91Թ

Dr. Anil Kishen says the visual perception known as the moiré effect offers great potential for research and preventive treatment in dentistry (photo by Jeff Comber)

Not the dress that broke the Internet but still pretty nifty

Why TV anchors shouldn’t wear stripes and checks and what that means for nanoparticles and dentistry

It's the reason television news anchors shouldn't wear striped ties and checked shirts: the moiré effect.

And it's the driving force behind a new laser measurement technique that could help develop non-invasive methods for studying tooth structure, says Dr. Anil Kishen, head of endodontics at the Faculty of Dentistry. 

A project first conceived during Kishen’s doctoral work in biomedical engineering at Singapore’s Nanyang Technological University (NTU), this two-laser beam technique offers researchers the ability to study hard tissues under clinically realistic loads on teeth. It also allows them to track the resulting stiffness and breakage within the microstructures of the dentin and enamel (the hard outer shell and inner shell covering the roots of the tooth) – even at the hard-to-measure junction between these two structures – and with pinpoint accuracy. 

“Traditionally, to study the effects of force on dental structures you just mount a sample in a machine and apply loads markedly higher than physiological loads,” says Kishen. “But what you end up with is material properties such as stiffness averaged over the entire test specimen. 

“This is not accurate, since stiffness differs at every point in the dentin.”

Kishen’s new imaging technique relies upon something called optical interferometry – essentially, a wave-based investigative technique more common to engineering – that results in a whole-field analysis of the tooth and its microstructure with extremely high resolution and under realistic conditions of force, natural for the human mouth.

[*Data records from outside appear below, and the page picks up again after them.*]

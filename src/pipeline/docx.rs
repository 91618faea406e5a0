//! Document conversion: DOCX bytes → raw Markdown.
//!
//! The service treats conversion as a capability behind the
//! [`DocumentConverter`] trait so the HTTP layer and tests never depend on a
//! particular library. [`DocxConverter`] is the production implementation:
//! `docx-rs` unpacks the ZIP container and parses the WordprocessingML into
//! a typed tree, and this module only walks that tree to emit Markdown.
//!
//! ## What is rendered
//!
//! | Word construct | Markdown |
//! |----------------|----------|
//! | `Title`, `Heading1`…`Heading6` styles | `#`…`######` headings (`Subtitle` → `##`) |
//! | bold / italic runs | `**…**` / `*…*` |
//! | hyperlinks | `[text](url)` or `[text](#bookmark)` |
//! | numbered / bulleted paragraphs | `- item` |
//! | tables | GFM pipe tables, first row as header |
//! | inline drawings | `![Image N](media/imageN)` placeholders |
//!
//! Everything else (comments, fields, tracked deletions) is dropped. The
//! output is deliberately raw; [`crate::pipeline::postprocess`] cleans it.

use crate::error::Docx2MdError;
use docx_rs::{
    read_docx, DocumentChild, HyperlinkData, Paragraph, ParagraphChild, Run, RunChild, Table,
    TableCellContent, TableChild, TableRowChild,
};
use std::collections::HashMap;
use std::fmt;
use tracing::debug;

/// Local-file-header magic every ZIP (and so every DOCX) starts with.
const ZIP_MAGIC: &[u8; 4] = b"PK\x03\x04";

/// Format hint passed to a [`DocumentConverter`].
#[derive(Debug, Clone, Copy, PartialEq, Eq, Hash)]
pub enum DocumentFormat {
    /// Office Open XML word-processing document.
    Docx,
}

impl DocumentFormat {
    /// Conventional file extension, without the dot.
    pub fn extension(&self) -> &'static str {
        match self {
            DocumentFormat::Docx => "docx",
        }
    }

    /// IANA media type.
    pub fn mime_type(&self) -> &'static str {
        match self {
            DocumentFormat::Docx => {
                "application/vnd.openxmlformats-officedocument.wordprocessingml.document"
            }
        }
    }
}

impl fmt::Display for DocumentFormat {
    fn fmt(&self, f: &mut fmt::Formatter<'_>) -> fmt::Result {
        f.write_str(self.extension())
    }
}

/// Converts a binary document into Markdown text.
///
/// Implementations must be pure with respect to the input: no shared mutable
/// state, so one instance can serve concurrent requests.
pub trait DocumentConverter: Send + Sync {
    /// Convert `bytes`, declared to be of `format`, to Markdown.
    ///
    /// Returns [`Docx2MdError::Conversion`] when the bytes are not a valid
    /// document of that format.
    fn convert(&self, bytes: &[u8], format: DocumentFormat) -> Result<String, Docx2MdError>;
}

/// [`DocumentConverter`] backed by the `docx-rs` reader.
#[derive(Debug, Clone, Copy, Default)]
pub struct DocxConverter;

impl DocxConverter {
    pub fn new() -> Self {
        Self
    }
}

impl DocumentConverter for DocxConverter {
    fn convert(&self, bytes: &[u8], format: DocumentFormat) -> Result<String, Docx2MdError> {
        if bytes.len() < ZIP_MAGIC.len() || &bytes[..ZIP_MAGIC.len()] != ZIP_MAGIC {
            let head = &bytes[..bytes.len().min(4)];
            return Err(Docx2MdError::Conversion(format!(
                "input is not a {} document ({}); first bytes: {:02x?}",
                format,
                format.mime_type(),
                head
            )));
        }

        let docx = read_docx(bytes).map_err(|e| Docx2MdError::Conversion(e.to_string()))?;

        // The reader leaves `HyperlinkData::External::path` empty; targets
        // live in the relationship table keyed by rid.
        let mut renderer = MarkdownRenderer {
            links: docx
                .hyperlinks
                .iter()
                .map(|(rid, path, _mode)| (rid.clone(), path.clone()))
                .collect(),
            ..MarkdownRenderer::default()
        };
        let mut blocks: Vec<String> = Vec::new();
        for child in &docx.document.children {
            let block = match child {
                DocumentChild::Paragraph(p) => renderer.paragraph(p),
                DocumentChild::Table(t) => renderer.table(t),
                _ => None,
            };
            blocks.extend(block);
        }

        debug!(
            "docx-rs: {} top-level elements → {} Markdown blocks, {} images",
            docx.document.children.len(),
            blocks.len(),
            renderer.images
        );

        Ok(join_blocks(&blocks))
    }
}

/// Join blocks with a blank line, keeping consecutive list items tight.
fn join_blocks(blocks: &[String]) -> String {
    let mut out = String::new();
    for (i, block) in blocks.iter().enumerate() {
        if i > 0 {
            let tight = block.starts_with("- ") && blocks[i - 1].starts_with("- ");
            out.push_str(if tight { "\n" } else { "\n\n" });
        }
        out.push_str(block);
    }
    out
}

// ── Tree walking ─────────────────────────────────────────────────────────

#[derive(Debug, Default)]
struct MarkdownRenderer {
    /// Images seen so far, used to number placeholders.
    images: usize,
    /// External hyperlink targets by relationship id.
    links: HashMap<String, String>,
}

#[derive(Debug, Clone, Copy, PartialEq, Eq, Default)]
struct Emphasis {
    bold: bool,
    italic: bool,
}

impl Emphasis {
    fn of(run: &Run) -> Self {
        Self {
            bold: run.run_property.bold.is_some(),
            italic: run.run_property.italic.is_some(),
        }
    }

    fn marker(&self) -> &'static str {
        match (self.bold, self.italic) {
            (false, false) => "",
            (true, false) => "**",
            (false, true) => "*",
            (true, true) => "***",
        }
    }
}

/// A piece of inline content before emphasis markers are applied.
enum Inline {
    Text(Emphasis, String),
    Raw(String),
}

impl MarkdownRenderer {
    fn paragraph(&mut self, p: &Paragraph) -> Option<String> {
        let text = self.inline(&p.children);
        let text = text.trim();
        if text.is_empty() {
            return None;
        }

        if let Some(level) = heading_level(p) {
            // Headings are single-line in Markdown.
            let flat = text.split_whitespace().collect::<Vec<_>>().join(" ");
            return Some(format!("{} {}", "#".repeat(level), flat));
        }
        if p.property.numbering_property.is_some() {
            return Some(format!("- {}", text));
        }
        Some(text.to_string())
    }

    fn inline(&mut self, children: &[ParagraphChild]) -> String {
        let mut parts: Vec<Inline> = Vec::new();
        self.collect_inline(children, &mut parts);
        render_inline(parts)
    }

    fn collect_inline(&mut self, children: &[ParagraphChild], parts: &mut Vec<Inline>) {
        for child in children {
            match child {
                ParagraphChild::Run(run) => self.collect_run(run, parts),
                ParagraphChild::Hyperlink(link) => {
                    let label = self.inline(&link.children);
                    let target = match &link.link {
                        HyperlinkData::External { rid, path } if path.is_empty() => {
                            self.links.get(rid).cloned().unwrap_or_default()
                        }
                        HyperlinkData::External { path, .. } => path.clone(),
                        HyperlinkData::Anchor { anchor } => format!("#{}", anchor),
                    };
                    if target.is_empty() || target == "#" {
                        parts.push(Inline::Raw(label));
                    } else {
                        parts.push(Inline::Raw(format!("[{}]({})", label.trim(), target)));
                    }
                }
                _ => {}
            }
        }
    }

    fn collect_run(&mut self, run: &Run, parts: &mut Vec<Inline>) {
        let emphasis = Emphasis::of(run);
        let mut text = String::new();
        for child in &run.children {
            match child {
                RunChild::Text(t) => text.push_str(&t.text),
                RunChild::Tab(_) => text.push(' '),
                RunChild::Break(_) => text.push('\n'),
                RunChild::Drawing(_) => {
                    if !text.is_empty() {
                        parts.push(Inline::Text(emphasis, std::mem::take(&mut text)));
                    }
                    self.images += 1;
                    parts.push(Inline::Raw(format!(
                        "![Image {n}](media/image{n})",
                        n = self.images
                    )));
                }
                _ => {}
            }
        }
        if !text.is_empty() {
            parts.push(Inline::Text(emphasis, text));
        }
    }

    fn table(&mut self, table: &Table) -> Option<String> {
        let mut rows: Vec<Vec<String>> = Vec::new();
        for row in &table.rows {
            let TableChild::TableRow(row) = row;
            let mut cells = Vec::new();
            for cell in &row.cells {
                let TableRowChild::TableCell(cell) = cell;
                let mut texts = Vec::new();
                for content in &cell.children {
                    if let TableCellContent::Paragraph(p) = content {
                        let t = self.inline(&p.children);
                        if !t.trim().is_empty() {
                            texts.push(t.trim().to_string());
                        }
                    }
                }
                cells.push(table_cell_text(&texts.join(" ")));
            }
            rows.push(cells);
        }

        let columns = rows.iter().map(Vec::len).max().unwrap_or(0);
        if columns == 0 || rows.iter().all(|r| r.iter().all(String::is_empty)) {
            return None;
        }

        let mut lines = Vec::with_capacity(rows.len() + 1);
        for (i, mut row) in rows.into_iter().enumerate() {
            row.resize(columns, String::new());
            lines.push(format!("| {} |", row.join(" | ")));
            if i == 0 {
                let sep: Vec<&str> = std::iter::repeat_n("---", columns).collect();
                lines.push(format!("| {} |", sep.join(" | ")));
            }
        }
        Some(lines.join("\n"))
    }
}

/// Merge adjacent runs with the same emphasis, then apply markers.
fn render_inline(parts: Vec<Inline>) -> String {
    let mut merged: Vec<Inline> = Vec::with_capacity(parts.len());
    for part in parts {
        if let Inline::Text(em, text) = &part {
            if let Some(Inline::Text(prev_em, prev)) = merged.last_mut() {
                if *prev_em == *em {
                    prev.push_str(text);
                    continue;
                }
            }
        }
        merged.push(part);
    }

    let mut out = String::new();
    for part in merged {
        match part {
            Inline::Text(em, text) => out.push_str(&wrap_emphasis(&text, em.marker())),
            Inline::Raw(raw) => out.push_str(&raw),
        }
    }
    out
}

/// `" bold "` + `**` → `" **bold** "`: markers hug the text, spaces stay outside.
fn wrap_emphasis(text: &str, marker: &str) -> String {
    let inner = text.trim();
    if marker.is_empty() || inner.is_empty() {
        return text.to_string();
    }
    let lead = &text[..text.len() - text.trim_start().len()];
    let trail = &text[text.trim_end().len()..];
    format!("{lead}{marker}{inner}{marker}{trail}")
}

fn table_cell_text(text: &str) -> String {
    text.replace('\n', " ").replace('|', "\\|")
}

/// Map a paragraph style id to a heading level.
fn heading_level(p: &Paragraph) -> Option<usize> {
    let style = p.property.style.as_ref()?;
    let id: String = style
        .val
        .chars()
        .filter(|c| !c.is_whitespace())
        .collect::<String>()
        .to_lowercase();
    match id.as_str() {
        "title" => Some(1),
        "subtitle" => Some(2),
        _ => id
            .strip_prefix("heading")
            .and_then(|n| n.parse::<usize>().ok())
            .filter(|n| (1..=6).contains(n)),
    }
}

Enter television’s moiré effect

During experiments, a laser beam splits across the surface of a tooth sample in two parallel lines, which interacts with the hard tissue and creates a virtual grid of the tooth structures at a resolution of 2400 lines per millimetre. 

The measurements are transferred to a digital output in dark and light lines known as a moiré pattern. On television, such an effect makes superimposed lines or dots seem to jump and blur. But in dentistry, the result is a complex map representing different levels of strain placed on the microstructure of the tooth. When the lines or “fringes” in the digital output are clumped close together, the strain on the tooth microstructure is significant. When the fringes appear further apart, the strain on the tooth is diminished.

Kishen says this is more than a useful tool for general wear-and-tear studies on teeth; the sensitivity of this imaging technique offers a much greater potential for dentistry research.

“There’s a movement in dentistry towards root canals becoming minimally invasive,” he says, to lessen the risk of tooth fractures after the procedure. “This system can be used to understand how the mechanical properties of the tooth – its toughness – can be improved to prevent root fractures before they occur.”  

Kishen’s next step involves using the technique to study the application of non-invasive treatments of infected teeth with nanoparticles. 

“We want teeth to be functioning in our patients’ mouths for a long time,” he says.